Tapiii, walau bagaimana pun, aku tentu tak pernah dapat menghukumi masa lalu. Segala yang telah berlalu, sungguh takkan pernah dapat kujemput kembali. Jika ada jet yang dapat menembusi lapisan stratosfier lalu meleset menuju luasnya semesta, maka itu semua menjadi mustahil jika tujuannya adalah masa lalu. Sebab, memanglah tak ada kendaraan yang dapat menujunya, meski pun teori waktu empat dimensi itu kemudian dapat ditemukan bukti kebenarannya… Ah, memang takkan pernah bisa…
Pun, tentang masa depan… Ia-nya juga adalah sesuatu yang tak terlukis secara nyata pada kanvas kehidupan… Sama seperti masa lalu, tak satu pun kendaraan dapat menujunya kecuali waktu-waktu itu sendiri yang mengantarkan kita padanya…, hingga pada satu tarikan nafas terakhir kita untuk menghirup oksigen.
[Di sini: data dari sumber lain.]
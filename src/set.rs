//! Framing shared by NetFlow v9 flow sets and IPFIX sets.
//!
//! ```text
//! +--------------------------------------------------+
//! | Set ID                | Length                   |
//! +--------------------------------------------------+
//! | records ...                                      |
//! +--------------------------------------------------+
//! | padding to a 4 byte boundary                     |
//! +--------------------------------------------------+
//! ```
//!
//! Length covers the set header, the records and the padding.

use std::io::Read;

use bytes::Bytes;

use crate::config::UnknownTemplate;
use crate::schema::padding;
use crate::stream::ReadExt;
use crate::template::count_u16;
use crate::wire::{BytesMut, OnWire};
use crate::{Error, wire_schema};

pub const SET_HEADER_SIZE: usize = 4;

/// Sets are padded to this many bytes.
pub const SET_ALIGNMENT: usize = 4;

#[derive(Clone, Copy, Debug, Default, PartialEq, Eq)]
pub struct SetHeader {
    pub id: u16,
    pub length: u16,
}

wire_schema! {
    SetHeader {
        1 => id: u16,
        2 => length: u16,
    }
}

/// Read a set header, the caller decides whether the set fits before the
/// body is read.
pub(crate) fn read_set_header<R: Read>(reader: &mut R) -> Result<SetHeader, Error> {
    let mut buf = [0u8; SET_HEADER_SIZE];
    reader.read_full(&mut buf)?;

    let header = SetHeader::decode(&mut &buf[..])?;
    if (header.length as usize) < SET_HEADER_SIZE {
        return Err(Error::InvalidSetLength(header.length));
    }

    Ok(header)
}

pub(crate) fn read_set_body<R: Read>(reader: &mut R, header: &SetHeader) -> Result<Vec<u8>, Error> {
    reader.read_vec(header.length as usize - SET_HEADER_SIZE)
}

/// Append a set with id `id` whose records are written by `body`, then
/// pad it and patch its length. Returns the set length.
pub(crate) fn encode_set<F>(id: u16, buf: &mut BytesMut, body: F) -> Result<usize, Error>
where
    F: FnOnce(&mut BytesMut) -> Result<(), Error>,
{
    encode_padded(id, usize::MAX, buf, body)
}

/// Like `encode_set` for a data set whose smallest record is
/// `record_size` bytes. Padding must be shorter than any record, so the
/// set is left unaligned when a whole record would fit in the padding.
/// A `record_size` of 0 means the record shape is unknown and the set is
/// never padded.
///
/// https://datatracker.ietf.org/doc/html/rfc7011#section-3.3.1
pub(crate) fn encode_data_set<F>(
    id: u16,
    record_size: usize,
    buf: &mut BytesMut,
    body: F,
) -> Result<usize, Error>
where
    F: FnOnce(&mut BytesMut) -> Result<(), Error>,
{
    encode_padded(id, record_size, buf, body)
}

fn encode_padded<F>(id: u16, max_padding: usize, buf: &mut BytesMut, body: F) -> Result<usize, Error>
where
    F: FnOnce(&mut BytesMut) -> Result<(), Error>,
{
    let start = buf.len();
    SetHeader { id, length: 0 }.encode(buf)?;
    body(buf)?;

    let pad = padding(buf.len() - start, SET_ALIGNMENT);
    if pad < max_padding {
        buf.resize(buf.len() + pad, 0);
    }

    let length = buf.len() - start;
    let wire_length = count_u16("set length", length)?;
    buf[start + 2..start + 4].copy_from_slice(&wire_length.to_be_bytes());

    Ok(length)
}

/// Decode records until fewer than `min` bytes remain, what is left is
/// padding.
pub(crate) fn decode_records<T: OnWire>(mut body: &[u8], min: usize) -> Result<Vec<T>, Error> {
    let mut records = Vec::new();
    while body.len() >= min {
        records.push(T::decode(&mut body)?);
    }

    Ok(records)
}

/// A data set arrived before its template. Depending on `policy` the body
/// is handed back untouched or the set is refused.
pub(crate) fn unknown_data_set(
    policy: UnknownTemplate,
    domain: u32,
    id: u16,
    body: Vec<u8>,
) -> Result<Bytes, Error> {
    match policy {
        UnknownTemplate::Error => {
            warn!(
                message = "no template for data set",
                domain,
                template = id,
            );

            Err(Error::NoMatchingTemplate(id))
        }
        UnknownTemplate::Raw => {
            debug!(
                message = "keeping data set without template undecoded",
                domain,
                template = id,
                length = body.len(),
            );

            Ok(Bytes::from(body))
        }
    }
}
use serde::{Deserialize, Serialize};

/// What a reader does with a data set whose template it has not seen.
#[derive(Copy, Clone, Debug, Default, Deserialize, Serialize, PartialEq, Eq)]
#[serde(rename_all = "snake_case")]
pub enum UnknownTemplate {
    /// Fail with `NoMatchingTemplate`.
    #[default]
    Error,

    /// Return the set undecoded.
    Raw,
}

const fn default_max_templates() -> usize {
    4096
}

#[derive(Clone, Debug, Deserialize, Serialize, PartialEq)]
#[serde(deny_unknown_fields)]
pub struct ReaderConfig {
    #[serde(default)]
    pub unknown_template: UnknownTemplate,

    /// Upper bound of templates remembered per reader, further templates
    /// are dropped with a warning.
    #[serde(default = "default_max_templates")]
    pub max_templates: usize,
}

impl Default for ReaderConfig {
    fn default() -> Self {
        ReaderConfig {
            unknown_template: UnknownTemplate::default(),
            max_templates: default_max_templates(),
        }
    }
}

const fn default_true() -> bool {
    true
}

#[derive(Clone, Debug, Deserialize, Serialize, PartialEq)]
#[serde(deny_unknown_fields)]
pub struct WriterConfig {
    /// Refuse data sets whose template was not written first. Otherwise such
    /// sets are written as plain concatenated values. Sets with a known
    /// template are always checked against it.
    #[serde(default = "default_true")]
    pub validate_data: bool,

    /// Stamp headers that carry a zero export time with the current time.
    #[serde(default = "default_true")]
    pub fill_export_time: bool,
}

impl Default for WriterConfig {
    fn default() -> Self {
        WriterConfig {
            validate_data: true,
            fill_export_time: true,
        }
    }
}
Setelahnya, mungkin oksigen tak lagi menjadi berarti….
Ah, semenyesal apapun aku, sesungguhnya aku hanya bisa memilih, untuk terus menyesali, ataukah memikirkan perbaikannya, agar tak terjadi lagi kesalahan yang sama di masa depan. Ya, memilih untuk menatapi dan menghadapi masa depan itu adalah lebih terhormat dari pada harus terus menyesal dan meratapi apa-apa yang telah lalu… Tiadalah segala sesuatunya, kecuali Allah sertakan hikmah dan pembelajaran yang begitu sarat makna di belakangnya. Sungguh, segala yang terjadi, tetaplah adalah sebaik-baiknya keadaan, asalkan kita bersedia memunguti pelajaran yang Allah titipkan pada setiap kejadian itu. Sebab kita harus yakin, bahwa takdir-Nya untuk diri kita adalah sebaik-baik takdir…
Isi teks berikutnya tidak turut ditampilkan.